An anonymous reader writes "I've decided that the internet is no longer a positive influence on my life, and am interested in canceling my service. In the interest of not forgoing all digital conveniences, I plan to set up a small intranet, hosting a few resources that I think I'd like to have access to on a regular basis (e.g. a text dump of Wikipedia). I'll also still have access to the internet at my office, and have easy access to public Wi-Fi at libraries and coffee shops. My questions are thus: Does anybody have any experience living without the internet? What major nuisances did you encounter? What resources should I put on my intranet? Is there anything I'm overlooking?"

24 of 462 comments (clear)

  1. Relinquishing Internet? by Anonymous Coward · · Score: 4, Funny

    Stage one, preparation. For this you will need one room which you will not leave. Soothing music. Tomato soup, ten tins of. Mushroom soup, eight tins of, for consumption cold. Ice cream, vanilla, one large tub of. Magnesia, milk of, one bottle. Paracetamol, mouthwash, vitamins. Mineral water, Lucozade, pornography. One mattress. One bucket for urine, one for feces and one for vomitus. One television and one bottle of Valium.
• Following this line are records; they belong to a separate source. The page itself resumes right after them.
//! Observer callback storage.
//!
//! Callbacks are invoked synchronously from propagation sites (§5: "Observer
//! callbacks are invoked synchronously... they must be non-blocking and must
//! not throw"). A panicking callback is caught at the call site and logged,
//! never allowed to unwind through kernel bookkeeping.

use std::rc::Rc;

use log::error;

use crate::result::CellResult;

pub type ObserverCallback = Rc<dyn Fn(&CellResult)>;

/// A registration handle for one observer. Dropping it does *not*
/// unsubscribe; callers must invoke [`Kernel::unsubscribe`] via the closure
/// returned by `observe` (mirrors the spec's explicit `unsubscribe()`
/// handle rather than RAII).
#[derive(Clone, Copy, PartialEq, Eq, Hash, Debug)]
pub(crate) struct ObserverToken(pub(crate) u64);

#[derive(Default)]
pub(crate) struct ObserverSet {
    next_token: u64,
    entries: Vec<(ObserverToken, ObserverCallback)>,
}

impl ObserverSet {
    pub(crate) fn insert(&mut self, callback: ObserverCallback) -> ObserverToken {
        let token = ObserverToken(self.next_token);
        self.next_token += 1;
        self.entries.push((token, callback));
        token
    }

    pub(crate) fn remove(&mut self, token: ObserverToken) {
        self.entries.retain(|(t, _)| *t != token);
    }

    /// Removes and returns one callback by token, e.g. to carry it across a
    /// computation redefinition onto a freshly-created output cell (§4.6
    /// "Redefinition").
    pub(crate) fn take(&mut self, token: ObserverToken) -> Option<ObserverCallback> {
        let pos = self.entries.iter().position(|(t, _)| *t == token)?;
        Some(self.entries.remove(pos).1)
    }

    pub(crate) fn is_empty(&self) -> bool {
        self.entries.is_empty()
    }

    pub(crate) fn len(&self) -> usize {
        self.entries.len()
    }

    /// Invokes every observer with the given result, swallowing panics so
    /// one broken host callback can't corrupt kernel state.
    pub(crate) fn notify(&self, result: &CellResult) {
        for (_, callback) in &self.entries {
            let callback = Rc::clone(callback);
            let result_owned = result.clone();
            let outcome = std::panic::catch_unwind(std::panic::AssertUnwindSafe(|| {
                callback(&result_owned);
            }));
            if outcome.is_err() {
                error!("observer callback panicked; ignoring");
            }
        }
    }
}
#![warn(rust_2018_idioms)]

//! A glitch-free, push-pull reactive computation kernel.
//!
//! A [`Kernel`] maintains a dynamic graph of *source* cells (written
//! directly by the host) and *computed* cells (produced by async bodies
//! declared with [`Kernel::define_computation`]). Observing a cell schedules
//! whatever work is needed to keep it current; updating a source pushes a
//! dirty wave downward that the scheduler drains cooperatively, cancelling
//! in-flight work that a later update has superseded.
//!
//! Ill-formed definitions — a missing input, two computations claiming the
//! same output, a dependency cycle — never panic. They are quarantined into
//! a parallel "problem" status and are retried automatically whenever the
//! graph changes in a way that might fix them.

mod clock;
mod computation;
mod config;
mod error;
mod graph;
mod ids;
mod invariants;
mod kernel;
mod observer;
mod problem;
mod propagation;
mod result;
mod scheduler;
mod task;
mod value;
mod variable;

pub use crate::clock::LogicalClock;
pub use crate::computation::{BodyFuture, BodyOutputs, CompState};
pub use crate::config::{AbortStrategy, LogLevel, ReactiveModuleOptions};
pub use crate::error::{KernelError, KernelResult};
pub use crate::ids::{ComputationId, VariableId};
pub use crate::kernel::{
    ComputationSnapshot, DefinitionStatus, GraphHealth, Kernel, ProblemComputationInfo, ProblemVariableInfo,
    Scope, ScopeError, Unsubscribe, VariableSnapshot,
};
pub use crate::observer::ObserverCallback;
pub use crate::result::{CellResult, ProblemReason, StructuralError};
pub use crate::task::{Aborted, CancelToken};
pub use crate::value::{value, values_equal, DynValue, Value};

#[cfg(test)]
mod tests {
    use super::*;
    use std::rc::Rc;

    #[test]
    fn define_source_without_initial_value_is_uninitialized() {
        let kernel = Kernel::default();
        let id = VariableId::new("x");
        kernel.define_source(id.clone(), None);
        let snapshot = kernel.peek(&id).unwrap();
        assert!(matches!(snapshot.result, CellResult::Uninitialized));
        assert!(!snapshot.is_dirty);
    }

    #[test]
    fn define_source_with_initial_value_is_immediately_readable() {
        let kernel = Kernel::default();
        let id = VariableId::new("x");
        kernel.define_source(id.clone(), Some(value(1i64)));
        let snapshot = kernel.peek(&id).unwrap();
        match snapshot.result {
            CellResult::Success(v) => assert_eq!(*v.as_any().downcast_ref::<i64>().unwrap(), 1),
            other => panic!("expected Success, got {other:?}"),
        }
    }

    #[test]
    fn update_unknown_source_errors() {
        let kernel = Kernel::default();
        let result = kernel.update_source(&VariableId::new("nope"), value(1i64));
        assert!(result.is_err());
    }

    #[test]
    fn defining_computation_on_missing_input_is_problematic() {
        let kernel = Kernel::default();
        let body: crate::computation::BodyFn = Rc::new(|_scope, _cancel| {
            Box::pin(async { Ok(rustc_hash::FxHashMap::default()) })
        });
        let status = kernel.define_computation(
            "B",
            [VariableId::new("A")],
            [VariableId::new("vB")],
            body,
        );
        match status {
            DefinitionStatus::Problematic(errs) => {
                assert_eq!(errs[0].reason, ProblemReason::MissingInput);
            }
            DefinitionStatus::Healthy => panic!("expected a problematic definition"),
        }
        let snapshot = kernel.peek(&VariableId::new("vB")).unwrap();
        assert!(matches!(snapshot.result, CellResult::Fatal(_)));
    }
}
  2. Try it out for yourself. by MiddleHitter · · Score: 5, Insightful

    I think the best thing to do is simply try it for a while. This is as easy as unplugging the physical connection to your ISP. Deal with issues as the come up.

    --
    I don't fear computers, I fear the lack of them. -I. Asimov
  3. Wrong Place? by froggymana · · Score: 5, Insightful

    [quote] Does anybody have any experience living without the internet? [/quote]
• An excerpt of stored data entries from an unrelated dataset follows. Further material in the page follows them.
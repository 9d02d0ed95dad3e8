use super::*;

fn grid() -> impl Iterator<Item = Vec3> {
    (0..12).flat_map(|a| {
        (0..12).flat_map(move |b| {
            (0..6).map(move |c| {
                Vec3::new(
                    a as f32 * 0.37 - 2.0,
                    b as f32 * 0.29 - 1.5,
                    c as f32 * 0.83 + 0.1,
                )
            })
        })
    })
}

#[test]
fn output_is_bounded() {
    for p in grid() {
        let n = simplex3(p);
        assert!(n.is_finite());
        assert!((-1.0..=1.0).contains(&n), "noise {n} at {p:?}");
    }
}

#[test]
fn output_varies_across_space() {
    let values: Vec<f32> = grid().map(simplex3).collect();
    let min = values.iter().copied().fold(f32::INFINITY, f32::min);
    let max = values.iter().copied().fold(f32::NEG_INFINITY, f32::max);
    assert!(max - min > 0.5, "range {min}..{max} too flat");
}

#[test]
fn small_steps_give_small_changes() {
    let d = Vec3::new(1e-3, -7e-4, 5e-4);
    for p in grid() {
        let a = simplex3(p);
        let b = simplex3(p + d);
        assert!((a - b).abs() < 0.05, "jump {a} -> {b} at {p:?}");
    }
}

#[test]
fn is_deterministic() {
    let p = Vec3::new(0.31, -4.2, 17.5);
    assert_eq!(simplex3(p).to_bits(), simplex3(p).to_bits());
}

#[test]
fn repeats_along_the_lattice_diagonal() {
    // Shifting every axis by 289 moves the skewed cell by 578 on each axis, a whole number of
    // hash periods.
    let p = Vec3::new(0.25, 0.5, 0.75);
    let shifted = p + Vec3::splat(289.0);
    assert!((simplex3(p) - simplex3(shifted)).abs() < 1e-2);
}
//! Rasterization of the morphed surface into RGBA frames.

pub mod backend;
pub mod bloom;
pub mod camera;
pub mod cpu;

pub use backend::{
    BackendKind, FrameRGBA, RenderBackend, RenderSettings, SurfaceDraw, create_backend,
};
pub use bloom::BloomSettings;
pub use camera::Camera;
pub use cpu::CpuRasterizer;
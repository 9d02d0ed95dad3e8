pub mod core;
pub mod error;
pub mod math;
    Is the *internet* really the best place to ask this question?

    --
    "To prevent this day from getting any worse, I'll just read ERROR as GOOD THING" 1GJU8xLuDKDxEs4KLf8fAGyptoDsqvEsBT
  4. There you go... by malraid · · Score: 5, Funny

    Does anybody have any experience living without the internet? Yes
    What major nuisances did you encounter? Lack of internet
    What resources should I put on my intranet? A router hooked up to your ISP
    Is there anything I'm overlooking? The usefulness of the internet

    In all seriousness, good luck.

    --
    please excuse my apathy
  5. Re:No Carrier by Anonymous Coward · · Score: 5, Insightful

    Exactly. The first step if you want to prepare for living without an internet: Learn to figure out this sort of stuff without asking about it online.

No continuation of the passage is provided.